After Gorky's death, five biographies were published about him. The first was Arshile Gorky by his ex-student and friend Ethel Schwabacher. Schwabacher's book, published in 1957, included a preface by Lloyd Goodrich and an introduction by Meyer Schapiro. In 1962 Harold Rosenberg brought out Arshile Gorky: The Man, the Time, the Idea. In 1998 Black Angel: A Life of Arshile Gorky by the Armenian writer Nouritza Matossian was published. A year later Matthew Spender's biography of the artist, From a High Place: A Life of Arshile Gorky came out. The latest biography, Arshile Gorky: His Life and Work by Hayden Herrera was published in 2003. Both Spender and Herrera had links to the Gorky family. Spender was married to Gorky's daughter Maro and Herrera's father was married to Gorky's wife, Agnes, after Gorky's death. In addition, Karlen Mooradian, the son of Gorky's sister Vartoosh, also published translations of Gorky's letters. While researching her Gorky biography, Nouritza Matossian discovered that many of the letters were fakes.
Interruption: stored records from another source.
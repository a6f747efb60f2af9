use crate::error::{AppError, Result};
use clap::Parser;
use serde::Deserialize;
use std::path::PathBuf;
use std::time::Duration;

/// Configuration management for the application.
///
/// Command-line flags are parsed by [`Cli`] and frozen into a [`RunConfig`],
/// which is threaded by reference through every stage of the pipeline.

/// Command-line interface.
#[derive(Parser, Debug, Clone)]
#[command(name = "ytmux")]
#[command(about = "Download a video's best video and audio streams and mux them into one file")]
pub struct Cli {
    /// Video ID, URL, or free-text search query
    #[arg(required = true, num_args = 1..)]
    pub tokens: Vec<String>,

    /// Auto-select the best quality, skip the interactive prompt
    #[arg(short = 's', long = "skip-quality")]
    pub skip_quality: bool,

    /// Explicit output file path
    #[arg(short = 'o', long = "output")]
    pub output: Option<PathBuf>,

    /// Maximum number of search candidates to attempt
    #[arg(short = 'm', long = "max-results", default_value_t = 1)]
    pub max_results: usize,

    /// Text inserted before the file extension
    #[arg(short = 'x', long = "suffix")]
    pub suffix: Option<String>,

    /// Overwrite an existing destination file
    #[arg(short = 'f', long = "force")]
    pub force: bool,

    /// Cap the selectable video resolution (e.g. 720 or 720p)
    #[arg(long = "max-res", value_parser = parse_resolution)]
    pub max_res: Option<u32>,

    /// Directory for finished files when --output is not given
    #[arg(long = "output-dir", default_value = "download")]
    pub output_dir: PathBuf,

    /// Directory for run logs and the failure report
    #[arg(long = "log-dir", default_value = "logs")]
    pub log_dir: PathBuf,

    /// Cookie file passed to yt-dlp when it exists
    #[arg(long = "cookies", env = "YTMUX_COOKIES", default_value = "cookies.txt")]
    pub cookies: PathBuf,

    /// Directory holding yt-dlp and ffmpeg binaries (PATH is used otherwise)
    #[arg(long = "libs-dir")]
    pub libs_dir: Option<PathBuf>,

    /// Install missing yt-dlp/ffmpeg binaries into --libs-dir
    #[arg(long = "install-deps", requires = "libs_dir")]
    pub install_deps: bool,

    /// Run `yt-dlp --update` before downloading
    #[arg(long = "update-downloader")]
    pub update_downloader: bool,

    /// Timeout in seconds for each external command
    #[arg(long = "timeout", default_value_t = 1800)]
    pub timeout: u64,

    /// Debug-level logging
    #[arg(short = 'v', long = "verbose")]
    pub verbose: bool,
}

/// Frozen run configuration.
///
/// # Examples
///
/// ```
/// use ytmux::RunConfig;
///
/// let config = RunConfig::default();
/// assert_eq!(config.max_results, 1);
/// ```
#[derive(Debug, Clone, Deserialize)]
#[serde(default)]
pub struct RunConfig {
    pub skip_quality: bool,
    pub output: Option<PathBuf>,
    pub max_results: usize,
    pub suffix: Option<String>,
    pub force: bool,
    pub max_res: Option<u32>,
    pub output_dir: PathBuf,
    pub log_dir: PathBuf,
    pub cookies: PathBuf,
    pub libs_dir: Option<PathBuf>,
    pub install_deps: bool,
    pub update_downloader: bool,
    pub timeout_secs: u64,
    pub verbose: bool,
}

impl Default for RunConfig {
    fn default() -> Self {
        Self {
            skip_quality: false,
            output: None,
            max_results: 1,
            suffix: None,
            force: false,
            max_res: None,
            output_dir: PathBuf::from("download"),
            log_dir: PathBuf::from("logs"),
            cookies: PathBuf::from("cookies.txt"),
            libs_dir: None,
            install_deps: false,
            update_downloader: false,
            timeout_secs: 1800,
            verbose: false,
        }
    }
}

impl RunConfig {
    /// Builds the run configuration from parsed flags, returning it with the tokens.
    pub fn from_cli(cli: Cli) -> Result<(Self, Vec<String>)> {
        if cli.max_results == 0 {
            return Err(AppError::InvalidArgument(
                "--max-results must be at least 1".to_string(),
            ));
        }

        let config = Self {
            skip_quality: cli.skip_quality,
            output: cli.output,
            max_results: cli.max_results,
            suffix: cli.suffix.filter(|s| !s.is_empty()),
            force: cli.force,
            max_res: cli.max_res,
            output_dir: cli.output_dir,
            log_dir: cli.log_dir,
            cookies: cli.cookies,
            libs_dir: cli.libs_dir,
            install_deps: cli.install_deps,
            update_downloader: cli.update_downloader,
            timeout_secs: cli.timeout,
            verbose: cli.verbose,
        };
        Ok((config, cli.tokens))
    }

    pub fn timeout(&self) -> Duration {
        Duration::from_secs(self.timeout_secs)
    }

    /// The cookie file, only when it is actually present on disk.
    pub fn cookie_file(&self) -> Option<&std::path::Path> {
        if self.cookies.is_file() {
            Some(self.cookies.as_path())
        } else {
            None
        }
    }
}

/// Parses a resolution ceiling such as `720`, `720p` or `1080P`.
pub fn parse_resolution(value: &str) -> std::result::Result<u32, String> {
    let trimmed = value.trim();
    let digits = trimmed
        .strip_suffix('p')
        .or_else(|| trimmed.strip_suffix('P'))
        .unwrap_or(trimmed);

    match digits.parse::<u32>() {
        Ok(0) => Err("resolution must be greater than zero".to_string()),
        Ok(height) => Ok(height),
        Err(_) => Err(format!("invalid resolution '{}', expected e.g. 720 or 720p", value)),
    }
}

#[cfg(test)]
mod tests {
    use super::*;

    #[test]
    fn parses_resolution_forms() {
        assert_eq!(parse_resolution("720"), Ok(720));
        assert_eq!(parse_resolution("1080p"), Ok(1080));
        assert_eq!(parse_resolution(" 480P "), Ok(480));
        assert!(parse_resolution("hd").is_err());
        assert!(parse_resolution("0p").is_err());
    }

    #[test]
    fn cli_flags_map_onto_config() {
        let cli = Cli::try_parse_from([
            "ytmux",
            "never gonna give you up",
            "-s",
            "-m",
            "5",
            "-x",
            "hq",
            "--max-res",
            "720p",
            "-f",
        ])
        .unwrap();
        let (config, tokens) = RunConfig::from_cli(cli).unwrap();

        assert_eq!(tokens, vec!["never gonna give you up".to_string()]);
        assert!(config.skip_quality);
        assert!(config.force);
        assert_eq!(config.max_results, 5);
        assert_eq!(config.suffix.as_deref(), Some("hq"));
        assert_eq!(config.max_res, Some(720));
        assert_eq!(config.output_dir, PathBuf::from("download"));
    }

    #[test]
    fn zero_max_results_is_rejected() {
        let cli = Cli::try_parse_from(["ytmux", "dQw4w9WgXcQ", "-m", "0"]).unwrap();
        assert!(matches!(
            RunConfig::from_cli(cli),
            Err(AppError::InvalidArgument(_))
        ));
    }

    #[test]
    fn missing_cookie_file_is_ignored() {
        let config = RunConfig {
            cookies: PathBuf::from("definitely/not/here/cookies.txt"),
            ..RunConfig::default()
        };
        assert!(config.cookie_file().is_none());
    }
}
"I was overjoyed to meet the only living person who had shared Gorky's childhood, his beloved sister Vartoosh Mooradian. In Chicago, this fierce old lady with tarnished, silver hair and her mother's dilated, dark eyes fished out old boxes of letters from under her bed... Together we deciphered his economically inverted characters. I had in mind the books edited by her son Karlen Mooradian, containing the published translations of Gorky's correspondence on wide-ranging topics from Armenia to Cubism to Surrealism. But there was no sign of those didactic letters, nor anything like them. When I mentioned that some must be missing, Vartoosh held up her transparent fingers to her face. 'I guarded these letters like my life,' she protested. 'They were my gods.' She insisted that there were no other letters. I was bewildered...
As the only person outside his family, and certainly the only writer, to be granted access to the original letters, I needed to work fast to discover the truth. A comparison led me to realise that twenty-nine of the letters to his family which Karlen had published in English were missing from Vartoosh's collection and could not be traced. As I studied the easy affectionate style of Gorky's writing in the original Armenian, full of news about the family and his longing to be with them, I came to a shocking conclusion. The missing letters were not Gorky's words at all. Karlen must have faked them and then inserted them among the genuine correspondence in this book. " (HHxiv)
Matossian was unable to ask Karlen about the letters because he died in 1990 - a year before his mother, Gorky's sister Vartoosh. While researching his biography on Gorky, Matthew Spender, confirmed Matossian's suspicions about some of the letters that Karlen had published.
Matthew Spender [married to Gorky's daughter, Maro]:
"Karlen Mooradian was the only son of Vartoosh, Gorky's younger sister. It was Karlen who had translated and published all of Gorky's letters to his mother, the largest single source of information about Gorky's thoughts on art. On the walls of the tiny apartment in Chicago where he and his mother lived their entire lives hung photos of himself in poses exactly like the poses that Gorky had assumed at the same age. Karlen never married. His whole adult life was spent in the shadow of his uncle.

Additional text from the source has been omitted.